第144話 怒濤の竜巻
トールは、マリー=ルイーゼを抱きかかえると、イヴォンヌとイゾルデのいるところへ走った。
そして、彼女達にマリー=ルイーゼの介抱を頼むと、元いた位置へ急いで戻った。
ちょうどその時、序列一位の三人がヘルムートの倒れている辺りに到着するのが見えた。
グスタフが指をボキボキ鳴らしながら、口角をつり上げる。
「おい。次は、誰と勝負する? 仲間に限界まで戦わせて魔力を温存した、せこい腰抜け野郎め。
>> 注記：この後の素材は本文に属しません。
#[cfg(test)]
mod tests {
    use std::sync::atomic::{AtomicUsize, Ordering};
    use std::sync::Mutex;

    use async_trait::async_trait;

    use super::*;
    use crate::generation::phases::LlmPhases;
    use crate::llm_client::backoff::BackoffPolicy;
    use crate::llm_client::testing::{client_with, ScriptedTransport};
    use crate::models::assignment::Difficulty;
    use crate::models::request::SeniorityLevel;
    use crate::test_support::{
        requirement, rubric_with_weights, sample_context, sample_request, scope_with_minutes,
    };

    /// Scripted phases. Scope and rubric scripts replay in order and repeat
    /// their last entry once exhausted.
    struct StubPhases {
        context: Result<JobContext, LlmError>,
        scopes: Vec<Result<AssignmentScope, LlmError>>,
        guides: Vec<EvaluatorGuide>,
        scope_delay: Duration,
        context_calls: AtomicUsize,
        scope_calls: AtomicUsize,
        rubric_calls: AtomicUsize,
        corrections: Mutex<Vec<Option<Correction>>>,
    }

    impl StubPhases {
        fn new(scopes: Vec<AssignmentScope>, guides: Vec<EvaluatorGuide>) -> Self {
            Self {
                context: Ok(sample_context()),
                scopes: scopes.into_iter().map(Ok).collect(),
                guides,
                scope_delay: Duration::ZERO,
                context_calls: AtomicUsize::new(0),
                scope_calls: AtomicUsize::new(0),
                rubric_calls: AtomicUsize::new(0),
                corrections: Mutex::new(Vec::new()),
            }
        }

        fn scope_calls(&self) -> usize {
            self.scope_calls.load(Ordering::SeqCst)
        }

        fn rubric_calls(&self) -> usize {
            self.rubric_calls.load(Ordering::SeqCst)
        }
    }

    fn nth<T: Clone>(script: &[T], n: usize) -> T {
        script[n.min(script.len() - 1)].clone()
    }

    #[async_trait]
    impl AssignmentPhases for StubPhases {
        async fn extract_context(&self, _: &AssignmentRequest) -> Result<JobContext, LlmError> {
            self.context_calls.fetch_add(1, Ordering::SeqCst);
            self.context.clone()
        }

        async fn draft_scope(
            &self,
            _: &JobContext,
            _: &AssignmentRequest,
            correction: Option<&Correction>,
        ) -> Result<AssignmentScope, LlmError> {
            let n = self.scope_calls.fetch_add(1, Ordering::SeqCst);
            self.corrections.lock().unwrap().push(correction.cloned());
            if !self.scope_delay.is_zero() {
                tokio::time::sleep(self.scope_delay).await;
            }
            nth(&self.scopes, n)
        }

        async fn build_rubric(
            &self,
            _: &AssignmentScope,
            _: &AssignmentRequest,
            _: Option<&Correction>,
        ) -> Result<EvaluatorGuide, LlmError> {
            let n = self.rubric_calls.fetch_add(1, Ordering::SeqCst);
            Ok(nth(&self.guides, n))
        }
    }

    fn guide(weights: &[f64]) -> EvaluatorGuide {
        EvaluatorGuide {
            scoring_rubric: rubric_with_weights(weights),
            common_pitfalls: vec!["Ignoring idempotency".into()],
            red_flags: vec!["No tests at all".into()],
            green_flags: vec!["Documents trade-offs".into()],
            calibration_notes: "Reward justified decisions.".into(),
        }
    }

    fn good_scope() -> AssignmentScope {
        let mut scope = scope_with_minutes(&[45, 45, 40, 40, 40], &[30]);
        scope.must_have[0] = requirement("Design an idempotent payroll ingestion endpoint", 45);
        scope
    }

    fn good_guide() -> EvaluatorGuide {
        guide(&[0.25, 0.20, 0.20, 0.15, 0.20])
    }

    fn orchestrator(phases: Arc<StubPhases>) -> Orchestrator {
        Orchestrator::new(phases, Duration::from_secs(120))
    }

    fn senior_request() -> AssignmentRequest {
        sample_request(4.0, SeniorityLevel::Senior)
    }

    #[tokio::test]
    async fn test_happy_path_assembles_assignment() {
        let phases = Arc::new(StubPhases::new(vec![good_scope()], vec![good_guide()]));
        let assignment = orchestrator(phases.clone())
            .run(&senior_request())
            .await
            .unwrap();

        assert_eq!(phases.scope_calls(), 1);
        assert_eq!(phases.rubric_calls(), 1);
        assert_eq!(assignment.candidate_brief.title, "Payroll Run Review Service");
        assert_eq!(assignment.candidate_brief.time_estimate, "4 hours");
        assert_eq!(assignment.candidate_brief.evaluation_criteria.len(), 5);
        assert!(assignment.time_breakdown.breakdown_valid);
        assert_eq!(assignment.estimated_difficulty, Difficulty::Medium);
        assert!(assignment.scope_warnings.is_empty());
        assert_eq!(assignment.job_context, sample_context());
    }

    #[tokio::test]
    async fn test_scope_warnings_are_carried_forward() {
        // Passes the gate, but no requirement exercises design trade-offs.
        let scope = scope_with_minutes(&[45, 45, 40, 40, 40], &[30]);
        let phases = Arc::new(StubPhases::new(vec![scope], vec![good_guide()]));
        let assignment = orchestrator(phases).run(&senior_request()).await.unwrap();
        assert_eq!(assignment.scope_warnings.len(), 1);
        assert!(assignment.scope_warnings[0].contains("trade-offs"));
    }

    #[tokio::test]
    async fn test_persistent_time_mismatch_fails_after_two_drafts() {
        let short = scope_with_minutes(&[30, 30, 20], &[20]);
        let phases = Arc::new(StubPhases::new(vec![short], vec![good_guide()]));
        let err = orchestrator(phases.clone())
            .run(&senior_request())
            .await
            .unwrap_err();

        assert_eq!(err.kind(), ErrorKind::ScopeValidationError);
        assert!(err.issues()[0].to_lowercase().contains("time mismatch"));
        assert_eq!(phases.scope_calls(), 2);
        assert_eq!(phases.rubric_calls(), 0);

        let corrections = phases.corrections.lock().unwrap();
        assert!(corrections[0].is_none());
        let second = corrections[1].as_ref().unwrap();
        assert!(second.directives[0].contains("closer to 240 minutes"));
    }

    #[tokio::test]
    async fn test_scope_recovers_on_regeneration() {
        let short = scope_with_minutes(&[30, 30, 20], &[20]);
        let phases = Arc::new(StubPhases::new(vec![short, good_scope()], vec![good_guide()]));
        let assignment = orchestrator(phases.clone()).run(&senior_request()).await;
        assert!(assignment.is_ok());
        assert_eq!(phases.scope_calls(), 2);
    }

    #[tokio::test]
    async fn test_thin_context_fails_without_scope_call() {
        let mut phases = StubPhases::new(vec![good_scope()], vec![good_guide()]);
        let mut context = sample_context();
        context.responsibilities.truncate(2);
        phases.context = Ok(context);
        let phases = Arc::new(phases);

        let err = orchestrator(phases.clone())
            .run(&senior_request())
            .await
            .unwrap_err();
        assert_eq!(err.kind(), ErrorKind::ContextExtractionError);
        assert!(err.issues()[0].contains("Insufficient responsibilities"));
        assert_eq!(phases.scope_calls(), 0);
    }

    #[tokio::test]
    async fn test_malformed_context_is_context_error() {
        let mut phases = StubPhases::new(vec![good_scope()], vec![good_guide()]);
        phases.context = Err(LlmError::MalformedOutput {
            schema: "job context",
            detail: "expected value".into(),
        });
        let err = orchestrator(Arc::new(phases))
            .run(&senior_request())
            .await
            .unwrap_err();
        assert_eq!(err.kind(), ErrorKind::ContextExtractionError);
    }

    #[tokio::test]
    async fn test_malformed_scope_is_scope_generation_error() {
        let mut phases = StubPhases::new(vec![], vec![good_guide()]);
        phases.scopes = vec![Err(LlmError::MalformedOutput {
            schema: "assignment scope",
            detail: "missing field `title`".into(),
        })];
        let phases = Arc::new(phases);
        let err = orchestrator(phases.clone())
            .run(&senior_request())
            .await
            .unwrap_err();
        assert_eq!(err.kind(), ErrorKind::ScopeGenerationError);
        assert_eq!(phases.scope_calls(), 1);
    }

    #[tokio::test]
    async fn test_provider_failure_surfaces_as_provider_error() {
        let mut phases = StubPhases::new(vec![good_scope()], vec![good_guide()]);
        phases.context = Err(LlmError::Provider("Rate limited after 3 attempts".into()));
        let err = orchestrator(Arc::new(phases))
            .run(&senior_request())
            .await
            .unwrap_err();
        assert_eq!(err.kind(), ErrorKind::ProviderError);
    }

    #[tokio::test]
    async fn test_rubric_regenerated_once_then_accepted() {
        let phases = Arc::new(StubPhases::new(
            vec![good_scope()],
            vec![guide(&[0.25, 0.20, 0.20, 0.15, 0.21]), good_guide()],
        ));
        let assignment = orchestrator(phases.clone()).run(&senior_request()).await;
        assert!(assignment.is_ok());
        assert_eq!(phases.rubric_calls(), 2);
    }

    #[tokio::test]
    async fn test_persistent_bad_rubric_fails() {
        let phases = Arc::new(StubPhases::new(
            vec![good_scope()],
            vec![guide(&[0.25, 0.20, 0.20, 0.15, 0.21])],
        ));
        let err = orchestrator(phases.clone())
            .run(&senior_request())
            .await
            .unwrap_err();
        assert_eq!(err.kind(), ErrorKind::RubricGenerationError);
        assert!(err.issues()[0].contains("1.010"));
        assert_eq!(phases.rubric_calls(), 2);
    }

    #[tokio::test]
    async fn test_invalid_request_makes_no_model_calls() {
        let phases = Arc::new(StubPhases::new(vec![good_scope()], vec![good_guide()]));
        let err = orchestrator(phases.clone())
            .run(&sample_request(1.5, SeniorityLevel::Senior))
            .await
            .unwrap_err();
        assert_eq!(err.kind(), ErrorKind::InvalidRequest);
        assert_eq!(phases.context_calls.load(Ordering::SeqCst), 0);
    }

    #[tokio::test(start_paused = true)]
    async fn test_timeout_names_the_stalled_state() {
        let mut phases = StubPhases::new(vec![good_scope()], vec![good_guide()]);
        phases.scope_delay = Duration::from_secs(300);
        let err = orchestrator(Arc::new(phases))
            .run(&senior_request())
            .await
            .unwrap_err();

        match err {
            PipelineError::Timeout { budget_secs, state } => {
                assert_eq!(budget_secs, 120);
                assert_eq!(state, PipelineState::ScopingDraft.as_str());
            }
            other => panic!("expected timeout, got {other:?}"),
        }
    }

    #[tokio::test(start_paused = true)]
    async fn test_failed_state_records_error_kind() {
        let orch = orchestrator(Arc::new(StubPhases::new(vec![], vec![])));

        let mut run = PipelineRun::new();
        run.enter(PipelineState::RubricBuilding);
        let outcome: Result<Result<(), PipelineError>, _> =
            Ok(Err(PipelineError::Provider("503".into())));
        assert!(orch.finish(&mut run, outcome).is_err());
        assert_eq!(run.state, PipelineState::Failed(ErrorKind::ProviderError));
        assert_eq!(run.state.as_str(), "failed");

        let mut stalled = PipelineRun::new();
        let elapsed = tokio::time::timeout(Duration::from_millis(1), std::future::pending::<()>())
            .await
            .unwrap_err();
        let outcome: Result<Result<(), PipelineError>, _> = Err(elapsed);
        let err = orch.finish(&mut stalled, outcome).unwrap_err();
        assert_eq!(err.kind(), ErrorKind::TimeoutError);
        assert_eq!(stalled.state, PipelineState::Failed(ErrorKind::TimeoutError));

        let mut done = PipelineRun::new();
        assert!(orch.finish(&mut done, Ok(Ok(()))).is_ok());
        assert_eq!(done.state, PipelineState::Done);
    }

    #[tokio::test]
    async fn test_preview_returns_verdict_without_regenerating() {
        let short = scope_with_minutes(&[30, 30, 20], &[20]);
        let phases = Arc::new(StubPhases::new(vec![short], vec![good_guide()]));
        let result = orchestrator(phases.clone())
            .preview_scope(&senior_request())
            .await
            .unwrap();
        assert!(!result.passed);
        assert_eq!(phases.scope_calls(), 1);
        assert_eq!(phases.rubric_calls(), 0);
    }

    #[tokio::test]
    async fn test_end_to_end_through_model_client() {
        let context = serde_json::to_string(&sample_context()).unwrap();
        let scope = serde_json::to_string(&good_scope()).unwrap();
        let rubric = serde_json::to_string(&good_guide()).unwrap();
        let transport = ScriptedTransport::new(vec![
            Ok(context),
            Ok(format!("```json\n{scope}\n```")),
            Ok(format!("Here is the rubric:\n{rubric}")),
        ]);
        let client = client_with(transport.clone(), BackoffPolicy::immediate(3));
        let orchestrator =
            Orchestrator::new(Arc::new(LlmPhases::new(client)), Duration::from_secs(120));

        let assignment = orchestrator.run(&senior_request()).await.unwrap();
        assert_eq!(transport.calls(), 3);
        assert_eq!(assignment.evaluator_guide, good_guide());
        assert_eq!(
            assignment.candidate_brief.requirements.must_have,
            good_scope().must_have
        );
    }
}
その魔力を枯渇させてやるぜ。さあ、来いよ」
トールは、そんな挑発には耳を貸さず、グスタフの足下で黒焦げになって転がるヘルムートを指さす。
「仲間に次から次へと戦わせているのは、君達の専売特許だろ? そこにいる仲間を助けないのか?」
グスタフは視線を落とし、語尾をどんどん上げるような言い方をする。
「ああん? おお、そうだな。踏んづけるかもな! それでくじいたら危ないぜ!! 俺の足がよ!!!」
そして彼は、右足でヘルムートの腹の辺りを思いっきり蹴飛ばした。
肉がぶつかる鈍い音を立てたヘルムートの身体は、よく弾むサッカーボールのように、あっけなく吹き飛ぶ。
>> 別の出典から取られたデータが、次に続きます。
//! Sliding-window admission control shared by every run in the process.

use std::collections::VecDeque;
use std::time::Duration;

use tokio::sync::Mutex;
use tokio::time::Instant;
use tracing::debug;

const WINDOW: Duration = Duration::from_secs(60);

/// Admits at most `max_per_window` requests in any rolling 60 second window.
///
/// Admission is serialized through an async mutex: concurrent callers queue
/// on the lock, and a caller that finds the window full sleeps until the
/// oldest admission ages out (the lock is released while sleeping).
#[derive(Debug)]
pub struct RateLimiter {
    max_per_window: usize,
    window: Duration,
    admitted: Mutex<VecDeque<Instant>>,
}

impl RateLimiter {
    pub fn per_minute(max_per_minute: u32) -> Self {
        Self::with_window(max_per_minute, WINDOW)
    }

    pub fn with_window(max_per_window: u32, window: Duration) -> Self {
        Self {
            max_per_window: max_per_window.max(1) as usize,
            window,
            admitted: Mutex::new(VecDeque::new()),
        }
    }

    /// Waits until a request may be sent, then records it.
    pub async fn acquire(&self) {
        loop {
            let wait = {
                let mut admitted = self.admitted.lock().await;
                let now = Instant::now();
                while admitted
                    .front()
                    .is_some_and(|t| now.duration_since(*t) >= self.window)
                {
                    admitted.pop_front();
                }

                if admitted.len() < self.max_per_window {
                    admitted.push_back(now);
                    return;
                }

                match admitted.front() {
                    Some(oldest) => (*oldest + self.window).saturating_duration_since(now),
                    None => Duration::ZERO,
                }
            };

            debug!("Rate limit window full, waiting {}ms", wait.as_millis());
            tokio::time::sleep(wait).await;
        }
    }

    /// Requests admitted in the current window.
    #[cfg(test)]
    pub async fn in_flight_window(&self) -> usize {
        let mut admitted = self.admitted.lock().await;
        let now = Instant::now();
        admitted.retain(|t| now.duration_since(*t) < self.window);
        admitted.len()
    }
}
哀れな肉塊はトールの頭上をかすめ、そのまま下降することなく校庭のフェンスを越えていく。
「おお! 我ながら、すげー、すげー! 場外まで一直線だぜ! ハハハハハハハハハハ!」
グスタフは、呵々大笑し、腹をよじった。
トールは、人を蹴鞠のように扱う輩に、激しい怒りを覚えた。
そして、巨体のキッカーを睨み付け、拳を振り上げる。
「おい! 彼は12ファミリーの一員だろ!? 仲間なんだろ!? 傷ついた仲間に対して、どうしてあんな仕打ちをするんだ!?」
「かまわねえよ。あんなことじゃ、奴は死なねえ。ちょっと活を入れてやっただけさ。心配すんな。魔力で腹一杯になって、おねんねしているだけよ。……それより、制限時間を忘れたか? まあ、時間が経てばこっちの勝ちだから、このまま何もしなくてもいいんだがな」
「制限時間は忘れちゃいないさ。時間切れには持ち込ませないよ。いざ、勝負!」
トールは、パンパンと右の拳で左手のひらを叩いた。
グスタフもトールの真似をして、手を叩く。
「よし。じゃあ、勝負といこうぜ――」
ところが、グスタフは、左に立っていたカルルの背中をバンバンと叩いた。
「そゆことで、カルル。よろしくな」
グスタフから突如指名されたカルルは、鳩が豆鉄砲を食らったような顔をする。
「えっ? えええええっ! マジですか?」
その問いかけは無視され、グスタフとフェリクスは悠然と立ち去っていく。
話の流れ的には、トールVSグスタフなのだが、カルルは納得がいかない。
カルルの視線を背中に浴びる彼らは、振り返りもせず、生徒達の人垣に紛れた。
彼は、深いため息をついてトール達の方へ向き直った。
「じゃあ、さっさと始めるか。では、……三人には、この魔法でどうかな?」
そう言って彼は、右手を高く上げて、指を大きくパチンと鳴らす。
すると、トール、シャルロッテ、ヒルデガルトの順に、彼らの周りだけ竜巻が発生した。
「うわっ! 何よこれ!」
「「……っ!」」
激しい速度で回転する竜巻は、彼らの足下の土砂を巻き上げる。
その土砂が全身を、特に顔を激しくこする。
息ができない!
まるで、ミキサーの中に埋もれたかのようだ。
シャルロッテは、両手で口を覆い、指のわずかな隙間から空気を吸う。
おそらく、トール達もそうしている、と思った。
しかし、隙間から空気と一緒に細かい土砂が入り込む。
それは鼻腔の奥まで侵入してくる。
体を動してここから逃れようとしても、風の勢いで動くことができない。
彼女は、この竜巻の狙いがわかった。
この渦の中で土砂を回転させ、窒息させるのだ、と。
息が苦しい。
一刻も猶予はない。
シャルロッテは、決心する。
そして、左手で口を覆い、右手を高く上げた。